WHAT YOU WILL DO – From the first line to the last, write out the records exactly.

THE INPUT –
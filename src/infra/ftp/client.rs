use std::fs::File;
use std::path::Path;

use suppaftp::native_tls::TlsConnector;
use suppaftp::types::FileType;
use suppaftp::{FtpError, NativeTlsConnector, NativeTlsFtpStream};

use crate::domain::config::Credentials;
use crate::domain::error::{TransportError, TransportErrorKind, TransportResult};
use crate::domain::ports::Transport;
use crate::infra::net::resolve_addr;
use crate::shared::path_utils::ancestor_prefixes;

/// 按 FTP 应答码分类，应答码不足以区分时再看应答正文
fn kind_from_reply(code: u32, text: &str) -> TransportErrorKind {
    match code {
        530 | 332 => TransportErrorKind::Authentication,
        421 | 425 | 426 => TransportErrorKind::Connection,
        550 | 553 => match TransportErrorKind::classify(text) {
            TransportErrorKind::Other if code == 553 => TransportErrorKind::Permission,
            kind => kind,
        },
        _ => TransportErrorKind::classify(text),
    }
}

fn map_ftp_error(e: FtpError) -> TransportError {
    match e {
        FtpError::ConnectionError(io) => {
            TransportError::new(TransportErrorKind::Connection, io.to_string())
        }
        FtpError::UnexpectedResponse(resp) => {
            let code = resp.status.code();
            let text = String::from_utf8_lossy(&resp.body).trim().to_string();
            TransportError::new(kind_from_reply(code, &text), format!("[{}] {}", code, text))
        }
        other => TransportError::from_message(other.to_string()),
    }
}

/// FTP / FTPS 传输
#[derive(Default)]
pub struct FtpTransport {
    stream: Option<NativeTlsFtpStream>,
}

impl FtpTransport {
    pub fn new() -> Self {
        Self::default()
    }

    fn stream(&mut self) -> TransportResult<&mut NativeTlsFtpStream> {
        self.stream.as_mut().ok_or_else(|| {
            TransportError::new(TransportErrorKind::Connection, "FTP 会话未建立")
        })
    }
}

impl Transport for FtpTransport {
    fn connect(&mut self, credentials: &Credentials) -> TransportResult<()> {
        let addr = resolve_addr(&credentials.host, credentials.port)?;
        let mut stream = NativeTlsFtpStream::connect_timeout(addr, credentials.connect_timeout)
            .map_err(map_ftp_error)?;
        tracing::debug!(%addr, "FTP 连接成功");

        if credentials.secure {
            let tls = TlsConnector::new().map_err(|e| {
                TransportError::new(TransportErrorKind::Connection, e.to_string())
            })?;
            stream = stream
                .into_secure(NativeTlsConnector::from(tls), &credentials.host)
                .map_err(map_ftp_error)?;
            tracing::debug!("已切换到 FTPS");
        }

        let password = credentials.password.as_deref().unwrap_or_default();
        stream.login(credentials.user.as_str(), password).map_err(|e| {
            let err = map_ftp_error(e);
            match err.kind {
                TransportErrorKind::Connection => err,
                _ => TransportError::new(TransportErrorKind::Authentication, err.message),
            }
        })?;
        stream
            .transfer_type(FileType::Binary)
            .map_err(map_ftp_error)?;

        self.stream = Some(stream);
        Ok(())
    }

    /// 通过切换工作目录探测目录是否存在，随后切回原目录
    fn exists(&mut self, path: &str) -> TransportResult<bool> {
        let stream = self.stream()?;
        let previous = stream.pwd().map_err(map_ftp_error)?;
        match stream.cwd(path) {
            Ok(()) => {
                stream.cwd(&previous).map_err(map_ftp_error)?;
                Ok(true)
            }
            Err(e) => {
                tracing::debug!(path, error = %e, "CWD 失败，视为不存在");
                Ok(false)
            }
        }
    }

    /// recursive 时逐级 MKD，单级失败只记录，最后以 CWD 探测为准
    fn make_directory(&mut self, path: &str, recursive: bool) -> TransportResult<()> {
        if !recursive {
            return self.stream()?.mkdir(path).map_err(map_ftp_error);
        }

        for prefix in ancestor_prefixes(path) {
            if !self.exists(&prefix)? {
                if let Err(e) = self.stream()?.mkdir(&prefix) {
                    tracing::debug!(path = %prefix, error = %e, "MKD 失败");
                }
            }
        }
        if self.exists(path)? {
            Ok(())
        } else {
            Err(TransportError::from_message(format!("无法创建目录 {}", path)))
        }
    }

    fn change_permissions(&mut self, path: &str, _mode: i32) -> TransportResult<()> {
        Err(TransportError::unsupported(format!(
            "FTP 不支持修改权限: {}",
            path
        )))
    }

    fn upload_file(&mut self, local_path: &Path, remote_path: &str) -> TransportResult<u64> {
        let mut local_file = File::open(local_path).map_err(|e| {
            TransportError::new(
                TransportErrorKind::Other,
                format!("无法打开本地文件 {:?}: {}", local_path, e),
            )
        })?;
        self.stream()?
            .put_file(remote_path, &mut local_file)
            .map_err(map_ftp_error)
    }

    fn delete_file(&mut self, remote_path: &str) -> TransportResult<()> {
        self.stream()?.rm(remote_path).map_err(map_ftp_error)
    }

    fn close(&mut self) {
        if let Some(mut stream) = self.stream.take() {
            if let Err(e) = stream.quit() {
                tracing::debug!(error = %e, "FTP QUIT 失败");
            }
        }
    }
}

#[cfg(test)]
mod tests {
    use super::*;

    #[test]
    fn test_unconnected_operations_fail_as_connection_errors() {
        let mut transport = FtpTransport::new();
        let err = transport.exists("/uploads").unwrap_err();
        assert_eq!(err.kind, TransportErrorKind::Connection);
        assert!(transport.make_directory("/uploads", false).is_err());
        let err = transport.make_directory("/srv/uploads", true).unwrap_err();
        assert_eq!(err.kind, TransportErrorKind::Connection);
    }

    #[test]
    fn test_reply_code_decides_kind() {
        assert_eq!(
            kind_from_reply(530, "Login incorrect."),
            TransportErrorKind::Authentication
        );
        assert_eq!(
            kind_from_reply(421, "Service not available"),
            TransportErrorKind::Connection
        );
        assert_eq!(
            kind_from_reply(550, "/srv/uploads/vehicles: Permission denied"),
            TransportErrorKind::Permission
        );
        assert_eq!(
            kind_from_reply(550, "/srv/uploads/vehicles/ab12.jpg: No such file or directory"),
            TransportErrorKind::NotFound
        );
        assert_eq!(
            kind_from_reply(550, "/srv/uploads/test: File exists"),
            TransportErrorKind::AlreadyExists
        );
        assert_eq!(
            kind_from_reply(553, "Could not create file."),
            TransportErrorKind::Permission
        );
    }

    #[test]
    fn test_reply_codes_inside_paths_are_ignored() {
        // 随机文件名里出现 530/553 不影响分类
        assert_eq!(
            kind_from_reply(
                452,
                "/srv/site/uploads/vehicles/0a5533fe91c2d4b7.jpg: Insufficient storage space"
            ),
            TransportErrorKind::Other
        );
        assert_eq!(
            kind_from_reply(451, "/srv/site/uploads/brands/5309be11c0a4f2d8.png: Local error"),
            TransportErrorKind::Other
        );
    }

    #[test]
    fn test_close_is_idempotent_without_connect() {
        let mut transport = FtpTransport::new();
        transport.close();
        transport.close();
        assert!(transport.stream.is_none());
    }

    #[test]
    fn test_change_permissions_is_unsupported() {
        let mut transport = FtpTransport::new();
        let err = transport.change_permissions("/uploads", 0o755).unwrap_err();
        assert_eq!(err.kind, TransportErrorKind::Unsupported);
    }
}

PROBLEM SOLUTION –
filename src/infra/ftp/client.rs
use std::fs::File;
use std::path::Path;

use suppaftp::native_tls::TlsConnector;
use suppaftp::types::FileType;
use suppaftp::{FtpError, NativeTlsConnector, NativeTlsFtpStream};

use crate::domain::config::Credentials;
use crate::domain::error::{TransportError, TransportErrorKind, TransportResult};
use crate::domain::ports::Transport;
use crate::infra::net::resolve_addr;
use crate::shared::path_utils::ancestor_prefixes;

/// 按 FTP 应答码分类，应答码不足以区分时再看应答正文
fn kind_from_reply(code: u32, text: &str) -> TransportErrorKind {
    match code {
        530 | 332 => TransportErrorKind::Authentication,
        421 | 425 | 426 => TransportErrorKind::Connection,
        550 | 553 => match TransportErrorKind::classify(text) {
            TransportErrorKind::Other if code == 553 => TransportErrorKind::Permission,
            kind => kind,
        },
        _ => TransportErrorKind::classify(text),
    }
}

fn map_ftp_error(e: FtpError) -> TransportError {
    match e {
        FtpError::ConnectionError(io) => {
            TransportError::new(TransportErrorKind::Connection, io.to_string())
        }
        FtpError::UnexpectedResponse(resp) => {
            let code = resp.status.code();
            let text = String::from_utf8_lossy(&resp.body).trim().to_string();
            TransportError::new(kind_from_reply(code, &text), format!("[{}] {}", code, text))
        }
        other => TransportError::from_message(other.to_string()),
    }
}

/// FTP / FTPS 传输
#[derive(Default)]
pub struct FtpTransport {
    stream: Option<NativeTlsFtpStream>,
}

impl FtpTransport {
    pub fn new() -> Self {
        Self::default()
    }

    fn stream(&mut self) -> TransportResult<&mut NativeTlsFtpStream> {
        self.stream.as_mut().ok_or_else(|| {
            TransportError::new(TransportErrorKind::Connection, "FTP 会话未建立")
        })
    }
}

impl Transport for FtpTransport {
    fn connect(&mut self, credentials: &Credentials) -> TransportResult<()> {
        let addr = resolve_addr(&credentials.host, credentials.port)?;
        let mut stream = NativeTlsFtpStream::connect_timeout(addr, credentials.connect_timeout)
            .map_err(map_ftp_error)?;
        tracing::debug!(%addr, "FTP 连接成功");

        if credentials.secure {
            let tls = TlsConnector::new().map_err(|e| {
                TransportError::new(TransportErrorKind::Connection, e.to_string())
            })?;
            stream = stream
                .into_secure(NativeTlsConnector::from(tls), &credentials.host)
                .map_err(map_ftp_error)?;
            tracing::debug!("已切换到 FTPS");
        }

        let password = credentials.password.as_deref().unwrap_or_default();
        stream.login(credentials.user.as_str(), password).map_err(|e| {
            let err = map_ftp_error(e);
            match err.kind {
                TransportErrorKind::Connection => err,
                _ => TransportError::new(TransportErrorKind::Authentication, err.message),
            }
        })?;
        stream
            .transfer_type(FileType::Binary)
            .map_err(map_ftp_error)?;

        self.stream = Some(stream);
        Ok(())
    }

    /// 通过切换工作目录探测目录是否存在，随后切回原目录
    fn exists(&mut self, path: &str) -> TransportResult<bool> {
        let stream = self.stream()?;
        let previous = stream.pwd().map_err(map_ftp_error)?;
        match stream.cwd(path) {
            Ok(()) => {
                stream.cwd(&previous).map_err(map_ftp_error)?;
                Ok(true)
            }
            Err(e) => {
                tracing::debug!(path, error = %e, "CWD 失败，视为不存在");
                Ok(false)
            }
        }
    }

    /// recursive 时逐级 MKD，单级失败只记录，最后以 CWD 探测为准
    fn make_directory(&mut self, path: &str, recursive: bool) -> TransportResult<()> {
        if !recursive {
            return self.stream()?.mkdir(path).map_err(map_ftp_error);
        }

        for prefix in ancestor_prefixes(path) {
            if !self.exists(&prefix)? {
                if let Err(e) = self.stream()?.mkdir(&prefix) {
                    tracing::debug!(path = %prefix, error = %e, "MKD 失败");
                }
            }
        }
        if self.exists(path)? {
            Ok(())
        } else {
            Err(TransportError::from_message(format!("无法创建目录 {}", path)))
        }
    }

    fn change_permissions(&mut self, path: &str, _mode: i32) -> TransportResult<()> {
        Err(TransportError::unsupported(format!(
            "FTP 不支持修改权限: {}",
            path
        )))
    }

    fn upload_file(&mut self, local_path: &Path, remote_path: &str) -> TransportResult<u64> {
        let mut local_file = File::open(local_path).map_err(|e| {
            TransportError::new(
                TransportErrorKind::Other,
                format!("无法打开本地文件 {:?}: {}", local_path, e),
            )
        })?;
        self.stream()?
            .put_file(remote_path, &mut local_file)
            .map_err(map_ftp_error)
    }

    fn delete_file(&mut self, remote_path: &str) -> TransportResult<()> {
        self.stream()?.rm(remote_path).map_err(map_ftp_error)
    }

    fn close(&mut self) {
        if let Some(mut stream) = self.stream.take() {
            if let Err(e) = stream.quit() {
                tracing::debug!(error = %e, "FTP QUIT 失败");
            }
        }
    }
}

#[cfg(test)]
mod tests {
    use super::*;

    #[test]
    fn test_unconnected_operations_fail_as_connection_errors() {
        let mut transport = FtpTransport::new();
        let err = transport.exists("/uploads").unwrap_err();
        assert_eq!(err.kind, TransportErrorKind::Connection);
        assert!(transport.make_directory("/uploads", false).is_err());
        let err = transport.make_directory("/srv/uploads", true).unwrap_err();
        assert_eq!(err.kind, TransportErrorKind::Connection);
    }

    #[test]
    fn test_reply_code_decides_kind() {
        assert_eq!(
            kind_from_reply(530, "Login incorrect."),
            TransportErrorKind::Authentication
        );
        assert_eq!(
            kind_from_reply(421, "Service not available"),
            TransportErrorKind::Connection
        );
        assert_eq!(
            kind_from_reply(550, "/srv/uploads/vehicles: Permission denied"),
            TransportErrorKind::Permission
        );
        assert_eq!(
            kind_from_reply(550, "/srv/uploads/vehicles/ab12.jpg: No such file or directory"),
            TransportErrorKind::NotFound
        );
        assert_eq!(
            kind_from_reply(550, "/srv/uploads/test: File exists"),
            TransportErrorKind::AlreadyExists
        );
        assert_eq!(
            kind_from_reply(553, "Could not create file."),
            TransportErrorKind::Permission
        );
    }

    #[test]
    fn test_reply_codes_inside_paths_are_ignored() {
        // 随机文件名里出现 530/553 不影响分类
        assert_eq!(
            kind_from_reply(
                452,
                "/srv/site/uploads/vehicles/0a5533fe91c2d4b7.jpg: Insufficient storage space"
            ),
            TransportErrorKind::Other
        );
        assert_eq!(
            kind_from_reply(451, "/srv/site/uploads/brands/5309be11c0a4f2d8.png: Local error"),
            TransportErrorKind::Other
        );
    }

    #[test]
    fn test_close_is_idempotent_without_connect() {
        let mut transport = FtpTransport::new();
        transport.close();
        transport.close();
        assert!(transport.stream.is_none());
    }

    #[test]
    fn test_change_permissions_is_unsupported() {
        let mut transport = FtpTransport::new();
        let err = transport.change_permissions("/uploads", 0o755).unwrap_err();
        assert_eq!(err.kind, TransportErrorKind::Unsupported);
    }
}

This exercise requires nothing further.